J’ai mis mon ciré. Je suis sorti sous la pluie bretonne, battante, drue, mouillée ; qui se précipitait à bas d’un ciel gris et lourd, poussé par le vent. Mais c’était une pluie « pas froide ». J’aime bien cette pluie tempérée. Je la sens pleine d’énergie. Elle caresse la peau, l’humidifie, la vivifie.
J’ai marché dans le chemin, puis le chemin s’est rétréci entre les ronces. Je suis passé dans le champ de blé. J’ai cueilli quelques épis. Puis je suis rentré à la maison revitalisé, apaisé.

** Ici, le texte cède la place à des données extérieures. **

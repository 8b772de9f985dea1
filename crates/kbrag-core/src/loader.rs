//! Corpus loading: plain text, PDF and Word (`.docx`) files.
//!
//! Files are visited recursively in sorted order. Unsupported extensions are
//! skipped; a file that cannot be read is recorded in the report and the load
//! carries on with the rest of the corpus.

use regex::Regex;
use std::fs;
use std::io::Read;
use std::path::{Path, PathBuf};
use tracing::{debug, info, warn};

use crate::error::{Error, Result};
use crate::types::{Document, LoadFailure, LoadReport};

#[derive(Debug, Clone, Copy, PartialEq, Eq)]
pub enum SourceFormat {
    Text,
    Pdf,
    Docx,
}

impl SourceFormat {
    pub fn from_path(path: &Path) -> Option<Self> {
        let ext = path.extension()?.to_str()?.to_ascii_lowercase();
        match ext.as_str() {
            "txt" => Some(SourceFormat::Text),
            "pdf" => Some(SourceFormat::Pdf),
            "docx" => Some(SourceFormat::Docx),
            _ => None,
        }
    }
}

pub fn load_documents(root: &Path) -> Result<LoadReport> {
    if !root.is_dir() {
        return Err(Error::NotFound(format!("corpus directory {}", root.display())));
    }
    let mut report = LoadReport::default();
    let (files, walk_failures) = list_files(root);
    for failure in walk_failures {
        warn!(path = %failure.path.display(), error = %failure.message, "failed to walk corpus entry");
        report.failures.push(failure);
    }
    for path in files {
        match load_file(&path) {
            Ok(doc) => report.documents.push(doc),
            Err(Error::UnsupportedFormat(_)) => {
                debug!(path = %path.display(), "skipping unsupported file");
                report.skipped.push(path);
            }
            Err(e) => {
                warn!(path = %path.display(), error = %e, "failed to load document");
                report.failures.push(LoadFailure { path, message: e.to_string() });
            }
        }
    }
    info!(
        root = %root.display(),
        documents = report.documents.len(),
        failures = report.failures.len(),
        skipped = report.skipped.len(),
        "corpus loaded"
    );
    Ok(report)
}

pub fn load_file(path: &Path) -> Result<Document> {
    let format = SourceFormat::from_path(path)
        .ok_or_else(|| Error::UnsupportedFormat(path.display().to_string()))?;
    let text = match format {
        SourceFormat::Text => read_txt(path)?,
        SourceFormat::Pdf => read_pdf(path)?,
        SourceFormat::Docx => read_docx(path)?,
    };
    Ok(Document { text, source_path: path.to_string_lossy().into_owned(), page: None })
}

/// Files under `root` in sorted order, following symlinks. Entries the walk
/// cannot read (permissions, broken links, link cycles) come back as failures.
fn list_files(root: &Path) -> (Vec<PathBuf>, Vec<LoadFailure>) {
    let mut files = Vec::new();
    let mut failures = Vec::new();
    for entry in walkdir::WalkDir::new(root).follow_links(true) {
        match entry {
            Ok(e) if e.file_type().is_file() => files.push(e.into_path()),
            Ok(_) => {}
            Err(e) => failures.push(LoadFailure {
                path: e.path().map(Path::to_path_buf).unwrap_or_else(|| root.to_path_buf()),
                message: e.to_string(),
            }),
        }
    }
    files.sort();
    failures.sort_by(|a, b| a.path.cmp(&b.path));
    (files, failures)
}

fn read_txt(path: &Path) -> Result<String> {
    let bytes = fs::read(path).map_err(|e| Error::document_read(path, e))?;
    match String::from_utf8(bytes) {
        Ok(content) => Ok(content),
        Err(e) => Ok(String::from_utf8_lossy(e.as_bytes()).into_owned()),
    }
}

fn read_pdf(path: &Path) -> Result<String> {
    let bytes = fs::read(path).map_err(|e| Error::document_read(path, e))?;
    // pdf-extract panics on some malformed inputs
    let pages = std::panic::catch_unwind(|| pdf_extract::extract_text_from_mem_by_pages(&bytes))
        .map_err(|_| Error::document_read(path, "PDF parser panicked"))?
        .map_err(|e| Error::document_read(path, e))?;
    Ok(pages.join("\n"))
}

fn read_docx(path: &Path) -> Result<String> {
    let file = fs::File::open(path).map_err(|e| Error::document_read(path, e))?;
    let mut archive = zip::ZipArchive::new(file).map_err(|e| Error::document_read(path, e))?;
    let mut xml = String::new();
    archive
        .by_name("word/document.xml")
        .map_err(|e| Error::document_read(path, e))?
        .read_to_string(&mut xml)
        .map_err(|e| Error::document_read(path, e))?;
    docx_xml_to_text(&xml).map_err(|e| Error::document_read(path, e))
}

const DOCX_TOKENS: &str = r"(?s)<w:t(?:\s[^>]*)?>(.*?)</w:t>|<w:tab\s*/>|<w:(?:br|cr)(?:\s[^>]*)?/>|</w:p>";

/// Flatten WordprocessingML into text: one line per paragraph, tabs and breaks kept.
pub fn docx_xml_to_text(xml: &str) -> Result<String> {
    let re = Regex::new(DOCX_TOKENS).map_err(Error::operation)?;
    let entities = Regex::new(XML_ENTITY).map_err(Error::operation)?;
    let mut out = String::new();
    for cap in re.captures_iter(xml) {
        if let Some(run) = cap.get(1) {
            out.push_str(&decode_entities(&entities, run.as_str()));
            continue;
        }
        let token = cap.get(0).map(|m| m.as_str()).unwrap_or_default();
        if token.starts_with("<w:tab") {
            out.push('\t');
        } else {
            out.push('\n');
        }
    }
    Ok(out.trim_end_matches('\n').to_string())
}

const XML_ENTITY: &str = r"&(?:#x([0-9A-Fa-f]+)|#([0-9]+)|(lt|gt|quot|apos|amp));";

/// Named and numeric (`&#8217;`, `&#x2019;`) references. Anything unrecognised is kept verbatim.
fn decode_entities(re: &Regex, s: &str) -> String {
    re.replace_all(s, |cap: &regex::Captures| {
        let decoded = if let Some(hex) = cap.get(1) {
            u32::from_str_radix(hex.as_str(), 16).ok().and_then(char::from_u32)
        } else if let Some(dec) = cap.get(2) {
            dec.as_str().parse::<u32>().ok().and_then(char::from_u32)
        } else {
            match cap.get(3).map(|m| m.as_str()) {
                Some("lt") => Some('<'),
                Some("gt") => Some('>'),
                Some("quot") => Some('"'),
                Some("apos") => Some('\''),
                Some("amp") => Some('&'),
                _ => None,
            }
        };
        decoded.map_or_else(|| cap[0].to_string(), String::from)
    })
    .into_owned()
}

#[cfg(test)]
mod tests {
    use super::*;

    #[test]
    fn docx_paragraphs_tabs_and_entities() {
        let xml = r#"<w:document><w:body>
            <w:p><w:pPr><w:jc w:val="left"/></w:pPr><w:r><w:t>Leave &amp; PTO</w:t></w:r></w:p>
            <w:p><w:r><w:t xml:space="preserve">Days:</w:t><w:tab/><w:t>20</w:t></w:r></w:p>
            <w:tbl/>
        </w:body></w:document>"#;
        assert_eq!(docx_xml_to_text(xml).unwrap(), "Leave & PTO\nDays:\t20");
    }

    #[test]
    fn docx_numeric_character_references() {
        let xml = r#"<w:p><w:r><w:t>Employee&#8217;s leave &#x2013; &amp;#38; &#xD800;</w:t></w:r></w:p>"#;
        assert_eq!(docx_xml_to_text(xml).unwrap(), "Employee\u{2019}s leave \u{2013} &#38; &#xD800;");
    }

    #[test]
    fn format_detection_is_case_insensitive() {
        assert_eq!(SourceFormat::from_path(Path::new("a/Handbook.PDF")), Some(SourceFormat::Pdf));
        assert_eq!(SourceFormat::from_path(Path::new("notes.Txt")), Some(SourceFormat::Text));
        assert_eq!(SourceFormat::from_path(Path::new("policy.docx")), Some(SourceFormat::Docx));
        assert_eq!(SourceFormat::from_path(Path::new("image.png")), None);
        assert_eq!(SourceFormat::from_path(Path::new("README")), None);
    }
}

Avec mon fils, on a moulu le blé dans un mortier en pierre, pour faire un peu de farine. Très peu en fait, juste pour voir. Puis, avec cette farine, complétée de farine achetée dans le commerce, nous avons préparé une pâte, que nous avons pétri à la main, longuement, tranquillement, naturellement bien présents à ce que nous faisions.
Mon fils était ravi. Il se voyait déjà boulanger. Finalement, ce n’était pas si compliqué que ça ! Faire du pain. Faire son pain.
Restait la cuisson. On a allumé le four. Laissé la pâte gonfler. Puis, quelques heures après, nous avons regardé attentivement, bouche bée même, à travers la vitre du four, la croûte se former puis craquer. Là, on a sorti le pain du four, en faisant attention à ne pas se brûler les doigts. On a laissé le pain refroidir avec impatience. Et puis…on a craqué à notre tour, et on l’a mangé, tout entier…Il était plutôt mal monté. La pâte était un peu trop dense. Mais ce n’était pas grave. Nous lui avons trouvé un goût unique. Un goût différent, incomparable. Aucun autre pain ne pouvait être à la hauteur. C’était avec notre sueur qu’il avait été fait, et ça n’avait pas de prix !
Nous avons recommencé toutes les semaines, pendant six mois (sans la cueillette des épis toutefois…). Et je dois dire avec fierté que l’on a commencé à maîtriser un peu mieux : la température du four, et le temps de cuisson, à ajuster notamment en fonction du taux d’humidité de l’air…Une fois qu’on maîtrise un peu, c’est un vrai jeu.
Mais on a quand même fini par s’en lasser, comme quoi on peut se lasser de tout. D’abord, on a diversifié : brioche, pain aux graines, pain au maïs, pain à la bière, etc. Et puis l’Automne est arrivé, et il y a eu des cèpes dans les bois pas loin de chez nous. Pendant deux mois, on a mangé des cèpes « à toutes les sauces » : cèpes poêlés, omelette aux cèpes, velouté aux cèpes, ragoût aux cèpes, tarte aux poireaux et aux cèpes…et donc, entre la cueillette et la cuisine, on n’avait plus le temps de faire le pain. Et puis, il n’y a plus eu de cèpes. Mais personne n’a refait du pain. On n’en a même pas parlé, c’était tacite, accepté par tous.
On ne se berçait plus d’illusions, le pain du boulanger était quand même meilleur que le nôtre. C’est pas mal la civilisation aussi, quand chacun a son métier et fait profiter les autres de son excellence dans son domaine… On était rassuré. En cas de guerre ou d’accident nucléaire, on saurait faire notre pain ! Même si on devait rester deux ou trois mois enfermés, confinés dans notre maison !
Et puis, nous étions devenus plus exigeants avec le boulanger. Quand il y avait un goût anormal, ou simplement nouveau dans le pain, on lui demandait d’expliquer, tout de suite, d’où ça pouvait bien venir. Une fois, il a essayé de nous mener en bateau, et on ne l’a pas laissé faire. Depuis il a compris, et on s’entend bien lui et nous.